Task description -
Return each line of the data below that contains the string "where".
*** Extracted information Section Begins ***
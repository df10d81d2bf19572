use std::path::PathBuf;

use dgt_batch::GradedBatch;

/// Everything one `grade` run produced, for the summary printer and the
/// exit-code mapping.
#[derive(Debug)]
pub struct GradeOutcome {
    pub batch: GradedBatch,
    pub output_dir: PathBuf,
    pub report_paths: Vec<PathBuf>,
    pub dry_run: bool,
}

impl GradeOutcome {
    pub fn has_errors(&self) -> bool {
        self.batch.has_errors()
    }

    pub fn has_failures(&self) -> bool {
        self.batch.has_failures()
    }
}
// src/executor.rs
// RPC executor: validate, encode, exchange, classify, map to the caller contract.

use tracing::{debug, info, warn};

use crate::codec::{Codec, Entity, XmlCodec};
use crate::errors::{NetconfError, ProtocolFault, Result};
use crate::operation::{Operation, OperationKind, ReplyShape};
use crate::reply::{classify, RpcReply};
use crate::session::{Exchange, Session};
use crate::xml::{self, Element};

/// Runs operation descriptors against a session. Holds no session state of its
/// own, so one executor can serve any number of sessions.
#[derive(Debug, Clone, Default)]
pub struct Executor<C: Codec = XmlCodec> {
    codec: C,
}

impl Executor<XmlCodec> {
    pub fn new() -> Self {
        Executor { codec: XmlCodec::new() }
    }
}

impl<C: Codec> Executor<C> {
    pub fn with_codec(codec: C) -> Self {
        Executor { codec }
    }

    pub fn codec(&self) -> &C {
        &self.codec
    }

    /// Execute `operation` and hand back any reply data as an element tree.
    ///
    /// `Ok(None)` is an acknowledgement, or a data query that matched nothing.
    pub async fn execute(&self, session: &Session, operation: &Operation) -> Result<Option<Element>> {
        match self.run(session, operation).await? {
            Some(payload) => Ok(Some(xml::parse(&payload)?)),
            None => Ok(None),
        }
    }

    /// Execute `operation` and decode its reply data into a copy of `template`.
    ///
    /// `Ok(None)` means the device holds no data for the template's root.
    pub async fn execute_into<T>(&self, session: &Session, operation: &Operation, template: &T) -> Result<Option<T>>
    where
        T: Entity + Clone,
    {
        operation.validate_fields()?;
        if operation.reply_shape() == ReplyShape::None {
            return Err(NetconfError::invalid_rpc(format!(
                "{} returns no data to decode into '{}'",
                operation.kind(),
                template.yang_name()
            )));
        }
        let Some(payload) = self.run(session, operation).await? else {
            return Ok(None);
        };
        let mut decoded = template.clone();
        if self.codec.decode_into(&payload, &mut decoded)? {
            Ok(Some(decoded))
        } else {
            Ok(None)
        }
    }

    async fn run(&self, session: &Session, operation: &Operation) -> Result<Option<String>> {
        let kind = operation.kind();
        operation.validate_fields()?;
        let body = operation.render(&self.codec)?;

        let mut exchange = session.begin().await?;
        debug!("Executing {} on session {}", kind, session.session_id());
        let reply = exchange.rpc(body).await?;

        match classify(&reply) {
            RpcReply::ProtocolError(errors) => Err(reject(&mut exchange, operation, errors)),
            RpcReply::Ack => {
                settle(&mut exchange, operation).await;
                Ok(None)
            }
            RpcReply::Data(payload) => {
                if operation.reply_shape() == ReplyShape::None {
                    warn!("{} reply carried data where only <ok/> was expected", kind);
                    return Err(NetconfError::unexpected_reply(
                        kind,
                        format!("{} returned data but acknowledges only", kind),
                    ));
                }
                settle(&mut exchange, operation).await;
                Ok(Some(payload))
            }
        }
    }
}

fn reject(exchange: &mut Exchange<'_>, operation: &Operation, mut errors: Vec<crate::errors::ErrorInfo>) -> NetconfError {
    let kind = operation.kind();
    let (fault, diagnosis) = match operation.lock_target() {
        Some(target) => {
            for info in errors.iter_mut().filter(|info| info.target.is_none()) {
                info.target = Some(target.name());
            }
            (ProtocolFault::LockDenied, Some(exchange.locks().diagnose(kind, target)))
        }
        None => (
            errors
                .first()
                .map(|info| ProtocolFault::from_tag(&info.tag))
                .unwrap_or(ProtocolFault::OperationFailed),
            None,
        ),
    };
    warn!(
        "{} rejected by device with {} error(s){}",
        kind,
        errors.len(),
        diagnosis.as_deref().map(|d| format!(": {}", d)).unwrap_or_default()
    );
    NetconfError::Protocol {
        operation: kind,
        fault,
        errors,
        diagnosis,
    }
}

// Local bookkeeping after a successful exchange.
async fn settle(exchange: &mut Exchange<'_>, operation: &Operation) {
    match (operation.kind(), operation.lock_target()) {
        (OperationKind::Lock, Some(target)) => {
            exchange.locks().record_lock(target);
            info!("Locked {}", target);
        }
        (OperationKind::Unlock, Some(target)) => {
            exchange.locks().record_unlock(target);
            info!("Unlocked {}", target);
        }
        (OperationKind::CloseSession, _) => exchange.mark_closed().await,
        _ => {}
    }
}
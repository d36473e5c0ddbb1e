//! `Runner` test model: a configuration container with two optional
//! sub-containers, plus a model-defined RPC.

use netconf_exec::codec::Entity;
use netconf_exec::xml::Element;

pub const RUNNER_NS: &str = "http://cisco.com/ns/yang/ydktest-sanity";

#[derive(Debug, Clone, Default, PartialEq)]
pub struct Leaves {
    pub number: Option<i32>,
    pub name: Option<String>,
}

impl Leaves {
    pub fn new(number: i32, name: &str) -> Self {
        Leaves {
            number: Some(number),
            name: Some(name.to_string()),
        }
    }

    fn to_element(&self, tag: &str) -> Element {
        let mut element = Element::new(tag);
        if let Some(number) = self.number {
            element.push_child(Element::new("number").with_text(number.to_string()));
        }
        if let Some(name) = &self.name {
            element.push_child(Element::new("name").with_text(name.clone()));
        }
        element
    }

    fn load(element: &Element) -> Result<Self, String> {
        let number = match element.child_text("number") {
            Some(raw) => Some(raw.parse::<i32>().map_err(|e| format!("number '{}': {}", raw, e))?),
            None => None,
        };
        Ok(Leaves {
            number,
            name: element.child_text("name"),
        })
    }
}

#[derive(Debug, Clone, Default, PartialEq)]
pub struct Runner {
    pub one: Option<Leaves>,
    pub two: Option<Leaves>,
}

impl Entity for Runner {
    fn yang_name(&self) -> &str {
        "runner"
    }

    fn to_element(&self) -> Element {
        let mut element = Element::new("runner").with_attr("xmlns", RUNNER_NS);
        if let Some(one) = &self.one {
            element.push_child(one.to_element("one"));
        }
        if let Some(two) = &self.two {
            element.push_child(two.to_element("two"));
        }
        element
    }

    fn load_element(&mut self, element: &Element) -> Result<(), String> {
        self.one = element.child("one").map(Leaves::load).transpose()?;
        self.two = element.child("two").map(Leaves::load).transpose()?;
        Ok(())
    }
}

/// A model-defined RPC the mock device does not implement.
#[derive(Debug, Clone, Default)]
pub struct RunnerReset;

impl Entity for RunnerReset {
    fn yang_name(&self) -> &str {
        "runner-reset"
    }

    fn is_rpc(&self) -> bool {
        true
    }

    fn to_element(&self) -> Element {
        Element::new("runner-reset").with_attr("xmlns", RUNNER_NS)
    }

    fn load_element(&mut self, _element: &Element) -> Result<(), String> {
        Ok(())
    }
}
*** Extracted information Section Ends ***
Reply -
    where
                    warn!("{} reply carried data where only <ok/> was expected", kind);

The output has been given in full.